The first part of the script set-up the environment properties for our Java project. The second part of the script specifies the individual targets that a user can invoke from Ant (and the target dependencies). Below is the second part of the Ant script (explanatory test is in bold). The "deploy" and "undeploy" targets have been excluded (they will be discussed in Step 7).



    <!-- =========================== TASKS =============================== -->

    <target name="build" depends="init,compile,jar">
    </target>
This is the build target. Nothing is specified in this target but its dependency targets ensure that the init, compile, and jar tasks are run whenever the build target is invoked.
    <target name="init">
        <mkdir dir="${filesToDeploy}"/>
    </target>
Create the filesToDeploy/ directory. This is where the distribution files will be written to (i.e. the fasta_service jar, and zip files)
    <target name="compile">
        <mkdir dir="${classes}"/>
        <!-- compile java source files -->
        <javac srcdir="${src}" destdir="${classes}" debug="${COMPILE_DEBUG_FLAG}">
            <classpath refid="project.class.path"/>
        </javac>
    </target>
Compile the java code using javac and the project CLASSPATH (as specified earlier in this script).
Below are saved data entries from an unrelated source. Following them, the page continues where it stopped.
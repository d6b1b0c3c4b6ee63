use base64::Engine;
use std::env;
use url::Url;

use crate::constants::{DEFAULT_CURRENCY, DEFAULT_MERCHANT_DB_PATH, DEFAULT_REST_URL};
use crate::error::RedsysError;
use crate::outbound::PaymentRequest;

/// Process configuration, read from the environment.
#[derive(Clone)]
pub struct RedsysConfig {
    /// Default terminal key for notifications whose record carries none
    pub terminal_key: Option<String>,
    /// Key signing outbound PayGold requests (falls back to `terminal_key`)
    pub paygold_key: Option<String>,
    /// Key sealing destination passwords (falls back to `paygold_key`)
    pub vault_key: Option<String>,
    pub merchant_code: Option<String>,
    pub terminal: Option<String>,
    /// ISO 4217 numeric currency code
    pub currency: String,
    /// RedSys REST endpoint
    pub rest_url: String,
    /// SQLite merchant database path
    pub merchant_db_path: String,
}

impl std::fmt::Debug for RedsysConfig {
    fn fmt(&self, f: &mut std::fmt::Formatter<'_>) -> std::fmt::Result {
        f.debug_struct("RedsysConfig")
            .field(
                "terminal_key",
                &self.terminal_key.as_ref().map(|_| "[REDACTED]"),
            )
            .field(
                "paygold_key",
                &self.paygold_key.as_ref().map(|_| "[REDACTED]"),
            )
            .field("vault_key", &self.vault_key.as_ref().map(|_| "[REDACTED]"))
            .field("merchant_code", &self.merchant_code)
            .field("terminal", &self.terminal)
            .field("currency", &self.currency)
            .field("rest_url", &self.rest_url)
            .field("merchant_db_path", &self.merchant_db_path)
            .finish()
    }
}

impl RedsysConfig {
    pub fn from_env() -> Result<Self, ConfigError> {
        Self::from_lookup(|name| env::var(name).ok())
    }

    /// Build the configuration from any variable source. Empty values count
    /// as unset.
    pub fn from_lookup<F>(lookup: F) -> Result<Self, ConfigError>
    where
        F: Fn(&str) -> Option<String>,
    {
        let var = |name: &str| lookup(name).map(|v| v.trim().to_string()).filter(|v| !v.is_empty());

        // Optional: default terminal key
        let terminal_key = var("REDSYS_SHA256_KEY");
        if let Some(ref key) = terminal_key {
            validate_key("REDSYS_SHA256_KEY", key)?;
        }

        // Optional: PayGold signing key
        let paygold_key = match var("PAYGOLD_SHA256_KEY") {
            Some(key) => {
                validate_key("PAYGOLD_SHA256_KEY", &key)?;
                Some(key)
            }
            None => terminal_key.clone(),
        };

        // Any text is a usable vault key
        let vault_key = var("REDSYS_VAULT_KEY").or_else(|| paygold_key.clone());

        let merchant_code = var("REDSYS_MERCHANT_CODE");
        let terminal = var("REDSYS_TERMINAL");

        let currency = var("REDSYS_CURRENCY")
            .or_else(|| var("PAYGOLD_CURRENCY"))
            .unwrap_or_else(|| DEFAULT_CURRENCY.to_string());
        if !currency.chars().all(|c| c.is_ascii_digit()) {
            return Err(ConfigError::InvalidCurrency(currency));
        }

        let rest_url = var("PAYGOLD_REST_URL")
            .or_else(|| var("REDSYS_REST_URL"))
            .unwrap_or_else(|| DEFAULT_REST_URL.to_string());
        Url::parse(&rest_url).map_err(|_| ConfigError::InvalidUrl(rest_url.clone()))?;

        let merchant_db_path =
            var("MERCHANT_DB_PATH").unwrap_or_else(|| DEFAULT_MERCHANT_DB_PATH.to_string());

        if terminal_key.is_none() {
            tracing::warn!(
                "REDSYS_SHA256_KEY not set: notifications verify only for records carrying their own terminal key"
            );
        }

        Ok(Self {
            terminal_key,
            paygold_key,
            vault_key,
            merchant_code,
            terminal,
            currency,
            rest_url,
            merchant_db_path,
        })
    }

    pub fn require_paygold_key(&self) -> Result<&str, ConfigError> {
        self.paygold_key
            .as_deref()
            .ok_or(ConfigError::MissingRequired("PAYGOLD_SHA256_KEY"))
    }

    pub fn require_vault_key(&self) -> Result<&str, ConfigError> {
        self.vault_key
            .as_deref()
            .ok_or(ConfigError::MissingRequired("REDSYS_VAULT_KEY"))
    }

    /// A PayGold request pre-filled with this merchant's code, terminal and
    /// currency.
    pub fn paygold_request(
        &self,
        order: impl Into<String>,
        amount: impl Into<String>,
    ) -> Result<PaymentRequest, ConfigError> {
        let merchant_code = self
            .merchant_code
            .clone()
            .ok_or(ConfigError::MissingRequired("REDSYS_MERCHANT_CODE"))?;
        let terminal = self
            .terminal
            .clone()
            .ok_or(ConfigError::MissingRequired("REDSYS_TERMINAL"))?;

        let mut request = PaymentRequest::new(order, amount);
        request.merchant_code = Some(merchant_code);
        request.terminal = Some(terminal);
        request.currency = Some(self.currency.clone());
        request.paygold = true;
        Ok(request)
    }
}

fn validate_key(name: &'static str, key: &str) -> Result<(), ConfigError> {
    match base64::engine::general_purpose::STANDARD.decode(key) {
        Ok(raw) if !raw.is_empty() => Ok(()),
        _ => Err(ConfigError::InvalidKey(name)),
    }
}

#[derive(Debug, thiserror::Error)]
pub enum ConfigError {
    #[error("missing required environment variable: {0}")]
    MissingRequired(&'static str),

    #[error("{0} is not a valid base64 key")]
    InvalidKey(&'static str),

    #[error("invalid currency code: {0}")]
    InvalidCurrency(String),

    #[error("invalid URL: {0}")]
    InvalidUrl(String),
}

impl From<ConfigError> for RedsysError {
    fn from(e: ConfigError) -> Self {
        RedsysError::Config(e.to_string())
    }
}

#[cfg(test)]
mod tests {
    use super::*;
    use std::collections::HashMap;

    const TEST_KEY: &str = "sq7HjrUOBfKmC576ILgskD5srU870gJ7";

    fn config(vars: &[(&str, &str)]) -> Result<RedsysConfig, ConfigError> {
        let vars: HashMap<String, String> = vars
            .iter()
            .map(|(k, v)| (k.to_string(), v.to_string()))
            .collect();
        RedsysConfig::from_lookup(|name| vars.get(name).cloned())
    }

    #[test]
    fn test_defaults() {
        let cfg = config(&[]).unwrap();
        assert!(cfg.terminal_key.is_none());
        assert!(cfg.paygold_key.is_none());
        assert_eq!(cfg.currency, "978");
        assert_eq!(cfg.rest_url, DEFAULT_REST_URL);
        assert_eq!(cfg.merchant_db_path, "./redsys-merchants.db");
    }

    #[test]
    fn test_paygold_key_falls_back_to_terminal_key() {
        let cfg = config(&[("REDSYS_SHA256_KEY", TEST_KEY)]).unwrap();
        assert_eq!(cfg.paygold_key.as_deref(), Some(TEST_KEY));
        assert_eq!(cfg.require_paygold_key().unwrap(), TEST_KEY);

        let other = "AAECAwQFBgcICQoLDA0ODw==";
        let cfg = config(&[("REDSYS_SHA256_KEY", TEST_KEY), ("PAYGOLD_SHA256_KEY", other)]).unwrap();
        assert_eq!(cfg.paygold_key.as_deref(), Some(other));
        assert_eq!(cfg.terminal_key.as_deref(), Some(TEST_KEY));
    }

    #[test]
    fn test_vault_key_falls_back_to_paygold_key() {
        let cfg = config(&[]).unwrap();
        assert!(matches!(
            cfg.require_vault_key(),
            Err(ConfigError::MissingRequired("REDSYS_VAULT_KEY"))
        ));

        let cfg = config(&[("REDSYS_SHA256_KEY", TEST_KEY)]).unwrap();
        assert_eq!(cfg.require_vault_key().unwrap(), TEST_KEY);

        let cfg = config(&[("REDSYS_SHA256_KEY", TEST_KEY), ("REDSYS_VAULT_KEY", "vault-key")]).unwrap();
        assert_eq!(cfg.vault_key.as_deref(), Some("vault-key"));
        assert!(!format!("{cfg:?}").contains("vault-key"));
    }

    #[test]
    fn test_rejects_invalid_key() {
        let err = config(&[("REDSYS_SHA256_KEY", "not base64!")]).unwrap_err();
        assert!(matches!(err, ConfigError::InvalidKey("REDSYS_SHA256_KEY")));
    }

    #[test]
    fn test_empty_values_are_unset() {
        let cfg = config(&[("REDSYS_SHA256_KEY", "  "), ("REDSYS_CURRENCY", "")]).unwrap();
        assert!(cfg.terminal_key.is_none());
        assert_eq!(cfg.currency, "978");
    }

    #[test]
    fn test_currency_and_url_precedence() {
        let cfg = config(&[
            ("PAYGOLD_CURRENCY", "840"),
            ("REDSYS_REST_URL", "https://sis.redsys.es/sis/rest/trataPeticionREST"),
        ])
        .unwrap();
        assert_eq!(cfg.currency, "840");
        assert_eq!(cfg.rest_url, "https://sis.redsys.es/sis/rest/trataPeticionREST");

        let cfg = config(&[("REDSYS_CURRENCY", "978"), ("PAYGOLD_CURRENCY", "840")]).unwrap();
        assert_eq!(cfg.currency, "978");
    }

    #[test]
    fn test_rejects_invalid_url_and_currency() {
        assert!(matches!(
            config(&[("PAYGOLD_REST_URL", "not a url")]),
            Err(ConfigError::InvalidUrl(_))
        ));
        assert!(matches!(
            config(&[("REDSYS_CURRENCY", "EUR")]),
            Err(ConfigError::InvalidCurrency(_))
        ));
    }

    #[test]
    fn test_debug_redacts_keys() {
        let cfg = config(&[("REDSYS_SHA256_KEY", TEST_KEY)]).unwrap();
        let debug = format!("{cfg:?}");
        assert!(!debug.contains(TEST_KEY));
        assert!(debug.contains("[REDACTED]"));
    }

    #[test]
    fn test_paygold_request_requires_merchant() {
        let cfg = config(&[]).unwrap();
        assert!(matches!(
            cfg.paygold_request("PG1", "100"),
            Err(ConfigError::MissingRequired("REDSYS_MERCHANT_CODE"))
        ));

        let cfg = config(&[("REDSYS_MERCHANT_CODE", "263100000"), ("REDSYS_TERMINAL", "49")]).unwrap();
        let params = cfg.paygold_request("PG1", "100").unwrap().to_parameters().unwrap();
        assert_eq!(params["DS_MERCHANT_MERCHANTCODE"], "263100000");
        assert_eq!(params["DS_MERCHANT_TERMINAL"], "49");
        assert_eq!(params["DS_MERCHANT_CURRENCY"], "978");
        assert_eq!(params["DS_MERCHANT_PAYGOLD"], "true");
    }

    #[test]
    fn test_config_error_converts() {
        let err: RedsysError = ConfigError::MissingRequired("PAYGOLD_SHA256_KEY").into();
        assert!(matches!(err, RedsysError::Config(_)));
    }
}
Write the class files to the classes directory (in our case the bin/ directory)
    <target name="clean">
        <!-- clean out directories from previous builds -->
        <delete includeEmptyDirs="true" failonerror="false">
            <fileset dir="${filesToDeploy}"/>
        </delete>
        <!-- clean up the classes folder -->
        <delete includeEmptyDirs="true" failonerror="false">
            <fileset dir="${classes}"/>
        </delete>
    </target>
Clean the class directory and the filesToDeploy/ directory
	<target name="jar">
Create the distribution files
        <jar jarfile="${filesToDeploy}/${fasta_serviceJarFile}">
                <fileset dir="${classes}" includes="**/bioinformatics/**" excludes="**/junit/**"/>
                <fileset dir="resources" includes="log4j.fasta_service.properties"/>
                <fileset dir="resources" includes="fasta_service.config"/>
        </jar>
Create the fasta_service jar file
        <zip zipfile="${filesToDeploy}/${fasta_serviceZipFile}">
                <fileset dir="${filesToDeploy}" includes="${fasta_serviceJarFile}"/>
                <fileset dir="${resources}" includes="log4j.fasta_service.properties"/>
                <fileset dir="${resources}" includes="fasta_service.config"/>
                <fileset dir="${lib}">
                    <include name="**/*.jar"/>
                </fileset>
        </zip>
Create the fasta_service zip file
        <tar destfile="${filesToDeploy}/${fasta_serviceTarFile}">
                <tarfileset dir="${filesToDeploy}" includes="${fasta_serviceJarFile}"/>
                <tarfileset dir="${resources}" includes="log4j.fasta_service.properties"/>
                <tarfileset dir="${resources}" includes="fasta_service.config"/>
                <tarfileset dir="${lib}">
                    <include name="**/*.jar"/>
                </tarfileset>
        </tar>
Create the fasta_service tar file
        <gzip zipfile="${filesToDeploy}/${fasta_serviceTarFile}.gz" 
		src="${filesToDeploy}/${fasta_serviceTarFile}"/>
GZIP the fasta_service tar file
	</target>


Now that we have skimmed the structure of the build.xml Ant script in the fasta_service project, try running the "build" target from this script in Eclipse; right-click on build.xml in the Package explorer and select RUN AS ANT from the pop-up menu. The following window should appear.

Running Ant in Eclipse

Figure 13: Run as Ant window. The targets that are present in the build.xml file are displayed in the TARGETS tabbed pane. The build target can be run by ensuring that it is selected (checked) and RUN is pressed.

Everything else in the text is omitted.